§ **What you should do**:
The answer must consist of the records below, repeated exactly.

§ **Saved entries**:
%%

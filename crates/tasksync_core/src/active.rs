use std::collections::BTreeSet;

use tasksync_logging::sync_info;

use crate::{Effect, Playlist, Task, TaskId, TaskStatus, ToastKind};

pub const PENDING_PLACEHOLDER: &str = "Waiting in queue…";
pub const PREPARING_PLACEHOLDER: &str = "Fetching playlist info…";
pub const SUBMITTING_PLACEHOLDER: &str = "Submitting…";
pub const TASK_FAILED_FALLBACK: &str = "Task failed";

#[derive(Debug, Clone, Copy, PartialEq, Eq, Default)]
pub enum ViewMode {
    /// URL entry.
    #[default]
    Input,
    /// Playlist preview; consumes the active task's result.
    Preview,
}

/// Follows the one task the user just prepared and projects it into preview state.
#[derive(Debug, Clone, PartialEq, Default)]
pub struct ActivePlaylist {
    task_id: Option<TaskId>,
    view: ViewMode,
    loading: Option<String>,
    error: Option<String>,
    playlist: Option<Playlist>,
    selection: BTreeSet<usize>,
}

impl ActivePlaylist {
    pub fn new() -> Self {
        Self::default()
    }

    pub fn task_id(&self) -> Option<&TaskId> {
        self.task_id.as_ref()
    }

    pub fn view(&self) -> ViewMode {
        self.view
    }

    pub fn loading(&self) -> Option<&str> {
        self.loading.as_deref()
    }

    pub fn error(&self) -> Option<&str> {
        self.error.as_deref()
    }

    pub fn playlist(&self) -> Option<&Playlist> {
        self.playlist.as_ref()
    }

    pub fn selection(&self) -> &BTreeSet<usize> {
        &self.selection
    }

    /// A prepare request was submitted; nothing to follow yet.
    pub fn begin_prepare(&mut self) {
        self.task_id = None;
        self.error = None;
        self.loading = Some(SUBMITTING_PLACEHOLDER.to_string());
    }

    /// The server accepted the prepare request; follow its task from now on.
    pub fn follow(&mut self, task_id: TaskId) {
        self.task_id = Some(task_id);
        self.error = None;
        self.loading = Some(PENDING_PLACEHOLDER.to_string());
    }

    /// Surfaces a failure that happened before or outside the followed task.
    pub fn fail(&mut self, message: &str, effects: &mut Vec<Effect>) {
        self.error = Some(message.to_string());
        self.loading = None;
        effects.push(Effect::toast(ToastKind::Error, message));
    }

    /// Stops following `task_id` if it is the active one.
    pub fn forget(&mut self, task_id: &str) -> bool {
        if self.task_id.as_deref() == Some(task_id) {
            self.task_id = None;
            self.loading = None;
            return true;
        }
        false
    }

    pub fn back_to_input(&mut self) {
        *self = Self::default();
    }

    /// Keeps only indices that exist in the projected playlist.
    pub fn set_selection(&mut self, indices: impl IntoIterator<Item = usize>) -> bool {
        let track_count = self.playlist.as_ref().map_or(0, |p| p.tracks.len());
        let next: BTreeSet<usize> = indices.into_iter().filter(|&i| i < track_count).collect();
        if next == self.selection {
            return false;
        }
        self.selection = next;
        true
    }

    /// `None` when every track is selected, so the server downloads the whole playlist.
    pub fn selected_indices(&self) -> Option<Vec<usize>> {
        let track_count = self.playlist.as_ref().map_or(0, |p| p.tracks.len());
        if self.selection.len() == track_count {
            None
        } else {
            Some(self.selection.iter().copied().collect())
        }
    }

    /// Projects the followed task out of an authoritative snapshot. Returns `true` on any change.
    pub fn apply(&mut self, tasks: &[Task], effects: &mut Vec<Effect>) -> bool {
        let Some(task_id) = self.task_id.as_deref() else {
            return false;
        };
        let Some(task) = tasks.iter().find(|task| task.id == task_id) else {
            return false;
        };

        match task.status {
            TaskStatus::Pending | TaskStatus::Preparing => {
                let placeholder = if task.status == TaskStatus::Pending {
                    PENDING_PLACEHOLDER
                } else {
                    PREPARING_PLACEHOLDER
                };
                let message = task
                    .message
                    .as_deref()
                    .filter(|m| !m.trim().is_empty())
                    .unwrap_or(placeholder);
                self.set_loading(Some(message))
            }
            TaskStatus::Ready => {
                let playlist = task.playlist.clone().unwrap_or_default();
                match self.view {
                    ViewMode::Input => {
                        sync_info!(
                            "task {} ready with {} track(s)",
                            task.id,
                            playlist.tracks.len()
                        );
                        self.project(playlist);
                        self.view = ViewMode::Preview;
                        self.loading = None;
                        true
                    }
                    ViewMode::Preview => {
                        let reprojected = self.playlist.as_ref() != Some(&playlist);
                        if reprojected {
                            self.project(playlist);
                        }
                        self.set_loading(None) || reprojected
                    }
                }
            }
            TaskStatus::Error => {
                let message = task
                    .message
                    .clone()
                    .filter(|m| !m.trim().is_empty())
                    .unwrap_or_else(|| TASK_FAILED_FALLBACK.to_string());
                sync_info!("active task {} failed: {}", task.id, message);
                self.task_id = None;
                self.fail(&message, effects);
                true
            }
            TaskStatus::Queued
            | TaskStatus::Downloading
            | TaskStatus::Zipping
            | TaskStatus::Completed
            | TaskStatus::Cancelled => false,
        }
    }

    fn project(&mut self, playlist: Playlist) {
        self.selection = (0..playlist.tracks.len()).collect();
        self.playlist = Some(playlist);
    }

    fn set_loading(&mut self, message: Option<&str>) -> bool {
        if self.loading.as_deref() == message {
            return false;
        }
        self.loading = message.map(ToOwned::to_owned);
        true
    }
}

%%

§ **Output of the exercise**:
filename crates/tasksync_core/src/active.rs
use std::collections::BTreeSet;

use tasksync_logging::sync_info;

use crate::{Effect, Playlist, Task, TaskId, TaskStatus, ToastKind};

pub const PENDING_PLACEHOLDER: &str = "Waiting in queue…";
pub const PREPARING_PLACEHOLDER: &str = "Fetching playlist info…";
pub const SUBMITTING_PLACEHOLDER: &str = "Submitting…";
pub const TASK_FAILED_FALLBACK: &str = "Task failed";

#[derive(Debug, Clone, Copy, PartialEq, Eq, Default)]
pub enum ViewMode {
    /// URL entry.
    #[default]
    Input,
    /// Playlist preview; consumes the active task's result.
    Preview,
}

/// Follows the one task the user just prepared and projects it into preview state.
#[derive(Debug, Clone, PartialEq, Default)]
pub struct ActivePlaylist {
    task_id: Option<TaskId>,
    view: ViewMode,
    loading: Option<String>,
    error: Option<String>,
    playlist: Option<Playlist>,
    selection: BTreeSet<usize>,
}

impl ActivePlaylist {
    pub fn new() -> Self {
        Self::default()
    }

    pub fn task_id(&self) -> Option<&TaskId> {
        self.task_id.as_ref()
    }

    pub fn view(&self) -> ViewMode {
        self.view
    }

    pub fn loading(&self) -> Option<&str> {
        self.loading.as_deref()
    }

    pub fn error(&self) -> Option<&str> {
        self.error.as_deref()
    }

    pub fn playlist(&self) -> Option<&Playlist> {
        self.playlist.as_ref()
    }

    pub fn selection(&self) -> &BTreeSet<usize> {
        &self.selection
    }

    /// A prepare request was submitted; nothing to follow yet.
    pub fn begin_prepare(&mut self) {
        self.task_id = None;
        self.error = None;
        self.loading = Some(SUBMITTING_PLACEHOLDER.to_string());
    }

    /// The server accepted the prepare request; follow its task from now on.
    pub fn follow(&mut self, task_id: TaskId) {
        self.task_id = Some(task_id);
        self.error = None;
        self.loading = Some(PENDING_PLACEHOLDER.to_string());
    }

    /// Surfaces a failure that happened before or outside the followed task.
    pub fn fail(&mut self, message: &str, effects: &mut Vec<Effect>) {
        self.error = Some(message.to_string());
        self.loading = None;
        effects.push(Effect::toast(ToastKind::Error, message));
    }

    /// Stops following `task_id` if it is the active one.
    pub fn forget(&mut self, task_id: &str) -> bool {
        if self.task_id.as_deref() == Some(task_id) {
            self.task_id = None;
            self.loading = None;
            return true;
        }
        false
    }

    pub fn back_to_input(&mut self) {
        *self = Self::default();
    }

    /// Keeps only indices that exist in the projected playlist.
    pub fn set_selection(&mut self, indices: impl IntoIterator<Item = usize>) -> bool {
        let track_count = self.playlist.as_ref().map_or(0, |p| p.tracks.len());
        let next: BTreeSet<usize> = indices.into_iter().filter(|&i| i < track_count).collect();
        if next == self.selection {
            return false;
        }
        self.selection = next;
        true
    }

    /// `None` when every track is selected, so the server downloads the whole playlist.
    pub fn selected_indices(&self) -> Option<Vec<usize>> {
        let track_count = self.playlist.as_ref().map_or(0, |p| p.tracks.len());
        if self.selection.len() == track_count {
            None
        } else {
            Some(self.selection.iter().copied().collect())
        }
    }

    /// Projects the followed task out of an authoritative snapshot. Returns `true` on any change.
    pub fn apply(&mut self, tasks: &[Task], effects: &mut Vec<Effect>) -> bool {
        let Some(task_id) = self.task_id.as_deref() else {
            return false;
        };
        let Some(task) = tasks.iter().find(|task| task.id == task_id) else {
            return false;
        };

        match task.status {
            TaskStatus::Pending | TaskStatus::Preparing => {
                let placeholder = if task.status == TaskStatus::Pending {
                    PENDING_PLACEHOLDER
                } else {
                    PREPARING_PLACEHOLDER
                };
                let message = task
                    .message
                    .as_deref()
                    .filter(|m| !m.trim().is_empty())
                    .unwrap_or(placeholder);
                self.set_loading(Some(message))
            }
            TaskStatus::Ready => {
                let playlist = task.playlist.clone().unwrap_or_default();
                match self.view {
                    ViewMode::Input => {
                        sync_info!(
                            "task {} ready with {} track(s)",
                            task.id,
                            playlist.tracks.len()
                        );
                        self.project(playlist);
                        self.view = ViewMode::Preview;
                        self.loading = None;
                        true
                    }
                    ViewMode::Preview => {
                        let reprojected = self.playlist.as_ref() != Some(&playlist);
                        if reprojected {
                            self.project(playlist);
                        }
                        self.set_loading(None) || reprojected
                    }
                }
            }
            TaskStatus::Error => {
                let message = task
                    .message
                    .clone()
                    .filter(|m| !m.trim().is_empty())
                    .unwrap_or_else(|| TASK_FAILED_FALLBACK.to_string());
                sync_info!("active task {} failed: {}", task.id, message);
                self.task_id = None;
                self.fail(&message, effects);
                true
            }
            TaskStatus::Queued
            | TaskStatus::Downloading
            | TaskStatus::Zipping
            | TaskStatus::Completed
            | TaskStatus::Cancelled => false,
        }
    }

    fn project(&mut self, playlist: Playlist) {
        self.selection = (0..playlist.tracks.len()).collect();
        self.playlist = Some(playlist);
    }

    fn set_loading(&mut self, message: Option<&str>) -> bool {
        if self.loading.as_deref() == message {
            return false;
        }
        self.loading = message.map(ToOwned::to_owned);
        true
    }
}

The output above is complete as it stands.